■ Data provided ■

◆ ◆ ◆

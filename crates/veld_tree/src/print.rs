//! Rendering of tree values for diagnostics and hints.

use crate::arena::{DesignArena, NodeId};
use crate::node::{LiteralValue, NodeKind};
use veld_common::Interner;

/// Renders a generic actual for a diagnostic hint.
///
/// Literals render verbatim, references by the name of their target,
/// aggregates with their elements expanded in parentheses, and anything
/// without a compact rendering as `...`.
pub fn pretty_value(arena: &DesignArena, interner: &Interner, id: NodeId) -> String {
    match &arena.get(id).kind {
        NodeKind::Literal(LiteralValue::Int(n)) => n.to_string(),
        NodeKind::Literal(LiteralValue::Real(f)) => format!("{f}"),
        NodeKind::Literal(LiteralValue::Physical(n, unit)) => {
            format!("{n} {}", interner.resolve(*unit))
        }
        NodeKind::Ref { decl } => match arena.get(*decl).kind.name() {
            Some(name) => interner.resolve(name).to_string(),
            None => "...".to_string(),
        },
        NodeKind::EnumLit { name, .. } => interner.resolve(*name).to_string(),
        NodeKind::StringLit { chars, .. } => {
            let mut s = String::from("\"");
            for &c in chars {
                if let NodeKind::Ref { decl } = &arena.get(c).kind {
                    if let Some(name) = arena.get(*decl).kind.name() {
                        // Enum character literals render as 'x'; strip quotes.
                        s.push_str(interner.resolve(name).trim_matches('\''));
                        continue;
                    }
                }
                s.push('?');
            }
            s.push('"');
            s
        }
        NodeKind::Aggregate { elems } => {
            let inner: Vec<String> = elems
                .iter()
                .map(|&e| pretty_value(arena, interner, e))
                .collect();
            format!("({})", inner.join(", "))
        }
        NodeKind::Open => "open".to_string(),
        _ => "...".to_string(),
    }
}

#[cfg(test)]
mod tests {
    use super::*;
    use crate::node::{Node, NodeKind};
    use crate::types::TypeId;
    use veld_source::Span;

    #[test]
    fn literal_renders_verbatim() {
        let mut arena = DesignArena::new();
        let interner = Interner::new();
        let lit = arena.alloc(Node::new(
            NodeKind::Literal(LiteralValue::Int(16)),
            Span::DUMMY,
        ));
        assert_eq!(pretty_value(&arena, &interner, lit), "16");
    }

    #[test]
    fn ref_renders_target_name() {
        let mut arena = DesignArena::new();
        let interner = Interner::new();
        let sig = arena.alloc(Node::new(
            NodeKind::Signal {
                name: interner.intern("clk"),
                ty: TypeId::from_raw(0),
                init: None,
            },
            Span::DUMMY,
        ));
        let r = arena.alloc(Node::new(NodeKind::Ref { decl: sig }, Span::DUMMY));
        assert_eq!(pretty_value(&arena, &interner, r), "clk");
    }

    #[test]
    fn aggregate_expands_elements() {
        let mut arena = DesignArena::new();
        let interner = Interner::new();
        let a = arena.alloc(Node::new(
            NodeKind::Literal(LiteralValue::Int(1)),
            Span::DUMMY,
        ));
        let b = arena.alloc(Node::new(
            NodeKind::Literal(LiteralValue::Int(2)),
            Span::DUMMY,
        ));
        let agg = arena.alloc(Node::new(NodeKind::Aggregate { elems: vec![a, b] }, Span::DUMMY));
        assert_eq!(pretty_value(&arena, &interner, agg), "(1, 2)");
    }

    #[test]
    fn unknown_kind_renders_ellipsis() {
        let mut arena = DesignArena::new();
        let interner = Interner::new();
        let r = arena.alloc(Node::new(
            NodeKind::FCall {
                name: interner.intern("f"),
                args: vec![],
            },
            Span::DUMMY,
        ));
        assert_eq!(pretty_value(&arena, &interner, r), "...");
    }

    #[test]
    fn open_renders_open() {
        let mut arena = DesignArena::new();
        let interner = Interner::new();
        let o = arena.alloc(Node::new(NodeKind::Open, Span::DUMMY));
        assert_eq!(pretty_value(&arena, &interner, o), "open");
    }
}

◆ ◆ ◆

Copy out each line of the entries that holds "resolve".

■ Response area ■
            format!("{n} {}", interner.resolve(*unit))
            Some(name) => interner.resolve(name).to_string(),
        NodeKind::EnumLit { name, .. } => interner.resolve(*name).to_string(),
                        s.push_str(interner.resolve(name).trim_matches('\''));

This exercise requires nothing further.